The Fund for Global Human Rights is a charity working with activists across Africa, Latin America, South Asia and Southeast Asia – four regions of the world that it is spotlighting in Face to Face, a new public exhibition in King’s Cross Tunnel and the surrounding Outside Art Project space, which launched earlier this year.
The free exhibition has been curated by writer, broadcaster and former ICA director Ekow Eshun, who recently authored Africa State of Mind, a book examining new photographic work from across the continent.
The eight photographers featured in Face to Face have produced work related to the four regions where the fund has a presence. They were selected not just for the way their work resonates visually, but also because of their practice, working closely with local communities in a way that “mirrors the values and approach of the fund”.
George Osodi was chosen for his series Oil Rich Niger Delta, which he worked on for four years alongside the local people. Elsewhere, in the making of his Ovahimba Youth Self-Portraits series, Kyle Weeks gave the Himba people in northern Namibia control of the shutter release as a way of partially redressing the subject-photographer relationship.
Medina Dugger’s series is inspired by Muslim women in Lagos, Nigeria, and reframes the hijab as a form of self-expression, rather than oppression. Also set in Lagos is Sabelo Mlangeni’s series The House of Allure, which saw the photographer spend two months embedding himself in the eponymous Nigerian queer safe house. Face to Face also features the work of photographers Alejandro Cartegena, Margaret Courtney-Clarke, Mahtab Hussain and Dhruv Malhotra.

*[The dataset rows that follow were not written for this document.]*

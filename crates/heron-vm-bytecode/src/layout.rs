//! Activation frame layout
//!
//! One invocation's storage is a single index space split into four
//! contiguous regions: declared variables, temporaries, try-region saves and
//! the operand stack. The region sizes are fixed when a unit is compiled.

use std::ops::Range;

use serde::{Deserialize, Serialize};

/// Slots reserved per active try region (saved scope, saved resume pc)
pub const TRY_SAVE_SLOTS: usize = 2;

/// Region sizes of a unit's activation frame
#[derive(Debug, Clone, Copy, Default, PartialEq, Eq, Serialize, Deserialize)]
pub struct FrameLayout {
    /// Declared parameters and `var`s
    pub var_count: u16,
    /// Compiler temporaries (switch values, enumerators, finally state)
    pub temp_count: u16,
    /// Maximum nesting of try regions
    pub try_depth: u16,
    /// Maximum operand stack depth
    pub max_stack: u16,
}

impl FrameLayout {
    /// Create a layout from its four region sizes
    pub fn new(var_count: u16, temp_count: u16, try_depth: u16, max_stack: u16) -> Self {
        let layout = Self {
            var_count,
            temp_count,
            try_depth,
            max_stack,
        };
        let regions = layout.variables().len()
            + layout.temporaries().len()
            + layout.try_saves().len()
            + layout.stack().len();
        assert_eq!(
            regions,
            layout.total(),
            "frame regions do not partition the frame"
        );
        layout
    }

    /// Slot range of declared variables
    #[inline]
    pub fn variables(&self) -> Range<usize> {
        0..self.var_count as usize
    }

    /// Slot range of temporaries
    #[inline]
    pub fn temporaries(&self) -> Range<usize> {
        let start = self.variables().end;
        start..start + self.temp_count as usize
    }

    /// Slot range of try-region saves
    #[inline]
    pub fn try_saves(&self) -> Range<usize> {
        let start = self.temporaries().end;
        start..start + self.try_depth as usize * TRY_SAVE_SLOTS
    }

    /// Slot range of the operand stack
    #[inline]
    pub fn stack(&self) -> Range<usize> {
        let start = self.try_saves().end;
        start..start + self.max_stack as usize
    }

    /// Total slots of one activation
    #[inline]
    pub fn total(&self) -> usize {
        self.var_count as usize
            + self.temp_count as usize
            + self.try_depth as usize * TRY_SAVE_SLOTS
            + self.max_stack as usize
    }
}

#[cfg(test)]
mod tests {
    use super::*;

    #[test]
    fn test_regions_are_contiguous() {
        let layout = FrameLayout::new(3, 2, 1, 4);
        assert_eq!(layout.variables(), 0..3);
        assert_eq!(layout.temporaries(), 3..5);
        assert_eq!(layout.try_saves(), 5..7);
        assert_eq!(layout.stack(), 7..11);
        assert_eq!(layout.total(), 11);
    }

    #[test]
    fn test_empty_layout() {
        let layout = FrameLayout::new(0, 0, 0, 0);
        assert_eq!(layout.total(), 0);
        assert!(layout.stack().is_empty());
    }
}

Eshun wanted the show “to highlight social documentary photography that functions as a form of engagement, dispensing with the ostensible objectivity of reportage photography and focusing instead on the subjective validity of lived experience,” he says. “In the process, the exhibition conjures compelling images that, as the philosopher Gilles Deleuze put it, create ‘impressions which force us to look, encounters which force us to interpret, expressions which force us to think’.”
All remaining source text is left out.